Gene expression networks underlying retinoic acid-induced differentiation of human retinoblastoma cells

Purpose. To understand the genetic regulatory pathways underlying the retinoic acid (RA) induction of cone arrestin, gene array technology and other molecular tools were used to profile global gene expression changes in human retinoblastoma cells. Methods. Weri-Rb-1 retinoblastoma cells were cultured in the absence or presence of RA for various periods. DNA microarray analysis profiled gene expression followed by real-time PCR and Northern and immunoblot analyses to confirm the change in expression of selected retinal genes and their gene products. Additional methodology included flow cytometry analysis, immunocytochemistry, and terminal deoxynucleotidyl transferase-mediated dUTP nick-end labeling (TUNEL) assay. Results. DNA microarray analysis of approximately 6800 genes revealed RA-induced upregulation of cone-specific genes and downregulation of rod-specific genes in Weri-Rb-1 cells.

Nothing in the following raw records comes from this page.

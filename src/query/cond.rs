use crate::{
    query::{
        BinaryExpr, BinaryExprOperand, BracketsExpr, ColumnName, PushToQuery, SingletonExpr,
        SingletonExprOperand,
    },
    value::ScalarValue,
};

/// A `WHERE` condition over runtime column names.
///
/// Dynamic entities have no typed column markers, so conditions are built
/// from column name strings and [`ScalarValue`]s instead.
pub struct Cond {
    inner: Box<dyn PushToQuery>,
}

impl Cond {
    fn wrap(inner: impl PushToQuery + 'static) -> Self {
        Self {
            inner: Box::new(inner),
        }
    }

    fn binary(column: &str, value: impl Into<ScalarValue>, operand: BinaryExprOperand) -> Self {
        Self::wrap(BinaryExpr::new(
            ColumnName::new(column.to_string()),
            value.into(),
            operand,
        ))
    }

    /// `column = value`, or `column IS NULL` when passed [`ScalarValue::Null`].
    #[must_use]
    pub fn eq(column: &str, value: impl Into<ScalarValue>) -> Self {
        match value.into() {
            ScalarValue::Null => Self::is_null(column),
            value => Self::binary(column, value, BinaryExprOperand::Equals),
        }
    }

    /// `column != value`, or `column IS NOT NULL` when passed [`ScalarValue::Null`].
    #[must_use]
    pub fn ne(column: &str, value: impl Into<ScalarValue>) -> Self {
        match value.into() {
            ScalarValue::Null => Self::is_not_null(column),
            value => Self::binary(column, value, BinaryExprOperand::DoesNotEqual),
        }
    }

    #[must_use]
    pub fn gt(column: &str, value: impl Into<ScalarValue>) -> Self {
        Self::binary(column, value, BinaryExprOperand::Gt)
    }

    #[must_use]
    pub fn lt(column: &str, value: impl Into<ScalarValue>) -> Self {
        Self::binary(column, value, BinaryExprOperand::Lt)
    }

    #[must_use]
    pub fn geq(column: &str, value: impl Into<ScalarValue>) -> Self {
        Self::binary(column, value, BinaryExprOperand::Geq)
    }

    #[must_use]
    pub fn leq(column: &str, value: impl Into<ScalarValue>) -> Self {
        Self::binary(column, value, BinaryExprOperand::Leq)
    }

    #[must_use]
    pub fn like(column: &str, pattern: &str) -> Self {
        Self::binary(column, pattern, BinaryExprOperand::Like)
    }

    #[must_use]
    pub fn is_null(column: &str) -> Self {
        Self::wrap(SingletonExpr::new(
            ColumnName::new(column.to_string()),
            SingletonExprOperand::IsNull,
        ))
    }

    #[must_use]
    pub fn is_not_null(column: &str) -> Self {
        Self::wrap(SingletonExpr::new(
            ColumnName::new(column.to_string()),
            SingletonExprOperand::IsNotNull,
        ))
    }

    /// `column IN (values)`. An empty value list never matches.
    #[must_use]
    pub fn is_in<I>(column: &str, values: I) -> Self
    where
        I: IntoIterator,
        I::Item: Into<ScalarValue>,
    {
        let values = values.into_iter().map(Into::into).collect::<Vec<_>>();

        if values.is_empty() {
            return Self::wrap("1 = 0".to_string());
        }

        Self::wrap(BinaryExpr::new(
            ColumnName::new(column.to_string()),
            values,
            BinaryExprOperand::In,
        ))
    }

    /// Glue two conditions together with `AND`.
    #[must_use]
    pub fn and(self, other: Self) -> Self {
        Self::wrap(BinaryExpr::new(self, other, BinaryExprOperand::And))
    }

    /// Glue two conditions together with `OR`.
    #[must_use]
    pub fn or(self, other: Self) -> Self {
        Self::wrap(BinaryExpr::new(self, other, BinaryExprOperand::Or))
    }

    /// Wrap the condition into brackets `()`.
    #[must_use]
    pub fn brackets(self) -> Self {
        Self::wrap(BracketsExpr::new(self.inner))
    }
}

impl PushToQuery for Cond {
    fn push_to(&self, builder: &mut sqlx::QueryBuilder<'_, sqlx::Any>) {
        self.inner.push_to(builder);
    }
}

#[cfg(test)]
mod test {
    use sqlx::{Any, QueryBuilder};

    use super::Cond;
    use crate::{query::PushToQuery, value::ScalarValue};

    fn render(cond: &Cond) -> String {
        let mut builder = QueryBuilder::<Any>::new("");
        cond.push_to(&mut builder);
        builder.into_sql()
    }

    #[test]
    fn test_eq_binds_value() {
        assert_eq!(render(&Cond::eq("name", "August")), "\"name\" = ?");
    }

    #[test]
    fn test_eq_null_becomes_is_null() {
        assert_eq!(render(&Cond::eq("name", ScalarValue::Null)), "\"name\" IS NULL");
        assert_eq!(
            render(&Cond::ne("name", ScalarValue::Null)),
            "\"name\" IS NOT NULL"
        );
    }

    #[test]
    fn test_composition() {
        let cond = Cond::gt("qty", 5).and(Cond::like("name", "bolt%")).brackets();
        assert_eq!(render(&cond), "(\"qty\" > ? AND \"name\" LIKE ?)");
    }

    #[test]
    fn test_is_in() {
        assert_eq!(render(&Cond::is_in("id", [1, 2, 3])), "\"id\" IN (?, ?, ?)");
    }

    #[test]
    fn test_is_in_empty_never_matches() {
        assert_eq!(render(&Cond::is_in("id", Vec::<i64>::new())), "1 = 0");
    }
}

Other significantly upregulated mRNAs included chicken ovalbumin upstream promoter-transcription factor (COUP-TF1), retinoid X receptor (RXR)-gamma, thyroid hormone receptor (TR)-beta2, and guanylyl cyclase-activating protein (GCAP)-1. Real-time PCR and/or Northern blot analysis confirmed the expression changes of a subset of genes including the upregulation of a pineal- and retina-specific transcription factor, CRX. RA treatment also led to G(0)/G(1) cell cycle arrest and increased both the intensity of human cone arrestin (hCAR)-immunoreactivity and the number of apoptotic cells. The cell-cycle-arrest stage correlated with the observed microarray results in which the RA treatment downregulated critical genes such as cyclins (cyclin E, cyclin D3) and cyclin-dependent kinases (CDK5, CDK10). Conclusions. These data suggest that RA induces a subpopulation of retinoblastoma cells to differentiate toward a cone cell lineage while selectively leading other cells into apoptosis.